PROMPT →
Across all the records below, how many lines contain "incr"? Respond with only the number.

PROVIDED INFORMATION →
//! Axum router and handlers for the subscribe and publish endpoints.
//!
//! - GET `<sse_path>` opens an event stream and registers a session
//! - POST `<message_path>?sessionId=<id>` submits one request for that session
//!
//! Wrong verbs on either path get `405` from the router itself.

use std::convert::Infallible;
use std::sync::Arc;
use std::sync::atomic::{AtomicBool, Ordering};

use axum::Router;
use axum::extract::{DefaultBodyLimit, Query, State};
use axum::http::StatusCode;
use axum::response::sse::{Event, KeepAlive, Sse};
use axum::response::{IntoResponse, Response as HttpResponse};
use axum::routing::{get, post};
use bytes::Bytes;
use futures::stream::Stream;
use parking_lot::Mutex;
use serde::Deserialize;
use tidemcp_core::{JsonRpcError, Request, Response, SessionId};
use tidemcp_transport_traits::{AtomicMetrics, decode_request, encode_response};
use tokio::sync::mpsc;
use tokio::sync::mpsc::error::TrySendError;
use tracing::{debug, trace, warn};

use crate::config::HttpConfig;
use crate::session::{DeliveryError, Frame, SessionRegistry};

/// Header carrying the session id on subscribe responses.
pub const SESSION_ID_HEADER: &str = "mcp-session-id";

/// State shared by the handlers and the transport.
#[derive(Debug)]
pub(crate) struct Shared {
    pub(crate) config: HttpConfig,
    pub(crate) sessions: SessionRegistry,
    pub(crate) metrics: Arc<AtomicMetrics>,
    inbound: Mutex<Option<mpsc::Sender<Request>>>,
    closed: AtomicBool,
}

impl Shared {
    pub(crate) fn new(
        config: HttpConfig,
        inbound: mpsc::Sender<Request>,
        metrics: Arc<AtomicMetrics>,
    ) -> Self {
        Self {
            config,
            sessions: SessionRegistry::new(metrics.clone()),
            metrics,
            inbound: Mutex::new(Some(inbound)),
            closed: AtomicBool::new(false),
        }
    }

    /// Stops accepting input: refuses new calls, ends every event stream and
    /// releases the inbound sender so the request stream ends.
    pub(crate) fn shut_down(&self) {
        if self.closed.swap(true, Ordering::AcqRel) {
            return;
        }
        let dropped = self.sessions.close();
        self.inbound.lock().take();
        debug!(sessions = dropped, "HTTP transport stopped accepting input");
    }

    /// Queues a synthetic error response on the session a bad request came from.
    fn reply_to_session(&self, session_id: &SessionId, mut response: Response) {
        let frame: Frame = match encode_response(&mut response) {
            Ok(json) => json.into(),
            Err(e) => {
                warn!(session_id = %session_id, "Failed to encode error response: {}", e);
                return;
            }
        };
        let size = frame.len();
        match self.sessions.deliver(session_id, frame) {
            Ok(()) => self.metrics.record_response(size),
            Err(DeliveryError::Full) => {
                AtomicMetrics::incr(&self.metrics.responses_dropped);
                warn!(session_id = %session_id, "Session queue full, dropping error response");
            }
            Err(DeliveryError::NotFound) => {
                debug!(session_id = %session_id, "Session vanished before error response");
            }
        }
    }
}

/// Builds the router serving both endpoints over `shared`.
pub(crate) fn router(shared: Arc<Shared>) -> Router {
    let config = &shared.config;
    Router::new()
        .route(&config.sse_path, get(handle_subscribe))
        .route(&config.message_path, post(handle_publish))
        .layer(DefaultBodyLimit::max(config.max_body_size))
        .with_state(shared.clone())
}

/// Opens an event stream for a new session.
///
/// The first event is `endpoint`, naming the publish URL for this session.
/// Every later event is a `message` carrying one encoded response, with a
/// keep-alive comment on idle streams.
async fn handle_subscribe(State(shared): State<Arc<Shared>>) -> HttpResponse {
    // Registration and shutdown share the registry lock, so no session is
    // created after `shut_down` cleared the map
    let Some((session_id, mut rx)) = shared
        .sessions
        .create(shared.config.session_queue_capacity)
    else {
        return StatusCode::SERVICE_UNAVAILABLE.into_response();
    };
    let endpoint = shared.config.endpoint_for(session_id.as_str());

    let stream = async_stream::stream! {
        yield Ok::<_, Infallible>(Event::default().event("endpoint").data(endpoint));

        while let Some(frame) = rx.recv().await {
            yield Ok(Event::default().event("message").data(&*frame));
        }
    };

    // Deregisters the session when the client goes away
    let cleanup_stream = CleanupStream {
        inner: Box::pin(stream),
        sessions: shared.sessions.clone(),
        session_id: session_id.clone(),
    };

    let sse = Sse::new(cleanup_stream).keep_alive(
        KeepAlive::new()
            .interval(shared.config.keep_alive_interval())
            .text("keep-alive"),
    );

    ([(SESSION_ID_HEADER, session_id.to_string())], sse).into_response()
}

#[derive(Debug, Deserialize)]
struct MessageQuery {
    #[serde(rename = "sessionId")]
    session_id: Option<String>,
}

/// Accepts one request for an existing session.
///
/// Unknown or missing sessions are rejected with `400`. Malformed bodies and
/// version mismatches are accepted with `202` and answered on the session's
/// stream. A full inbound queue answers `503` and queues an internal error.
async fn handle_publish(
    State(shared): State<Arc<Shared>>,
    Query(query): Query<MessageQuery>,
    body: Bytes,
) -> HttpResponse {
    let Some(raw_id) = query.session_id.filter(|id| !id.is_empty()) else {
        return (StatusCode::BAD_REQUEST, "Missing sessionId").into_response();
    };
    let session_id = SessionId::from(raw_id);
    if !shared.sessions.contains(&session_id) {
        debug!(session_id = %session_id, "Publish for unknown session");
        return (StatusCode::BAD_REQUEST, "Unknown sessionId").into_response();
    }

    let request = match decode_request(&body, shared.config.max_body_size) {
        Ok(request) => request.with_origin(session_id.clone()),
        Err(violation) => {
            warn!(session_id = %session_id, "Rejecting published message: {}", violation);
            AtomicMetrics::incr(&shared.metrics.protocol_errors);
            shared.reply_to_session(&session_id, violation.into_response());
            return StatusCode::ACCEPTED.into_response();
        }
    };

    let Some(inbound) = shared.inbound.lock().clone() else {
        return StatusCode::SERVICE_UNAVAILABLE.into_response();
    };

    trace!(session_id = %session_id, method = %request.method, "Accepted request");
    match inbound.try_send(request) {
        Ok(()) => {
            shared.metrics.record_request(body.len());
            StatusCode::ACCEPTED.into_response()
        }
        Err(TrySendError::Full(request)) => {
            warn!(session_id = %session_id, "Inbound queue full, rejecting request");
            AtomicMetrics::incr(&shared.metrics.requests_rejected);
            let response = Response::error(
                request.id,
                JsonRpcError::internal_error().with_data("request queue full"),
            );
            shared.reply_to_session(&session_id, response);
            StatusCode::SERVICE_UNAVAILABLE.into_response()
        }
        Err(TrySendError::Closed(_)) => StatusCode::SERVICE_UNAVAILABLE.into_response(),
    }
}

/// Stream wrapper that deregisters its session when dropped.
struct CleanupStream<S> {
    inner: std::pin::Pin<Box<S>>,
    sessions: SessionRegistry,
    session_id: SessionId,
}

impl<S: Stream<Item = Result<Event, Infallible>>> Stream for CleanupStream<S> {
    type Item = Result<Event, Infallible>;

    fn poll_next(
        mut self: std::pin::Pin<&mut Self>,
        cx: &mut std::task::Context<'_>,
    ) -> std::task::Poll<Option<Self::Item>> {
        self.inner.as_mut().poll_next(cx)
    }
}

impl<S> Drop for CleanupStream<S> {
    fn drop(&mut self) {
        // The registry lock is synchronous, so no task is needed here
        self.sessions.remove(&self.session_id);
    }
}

WRITTEN SOLUTION →
3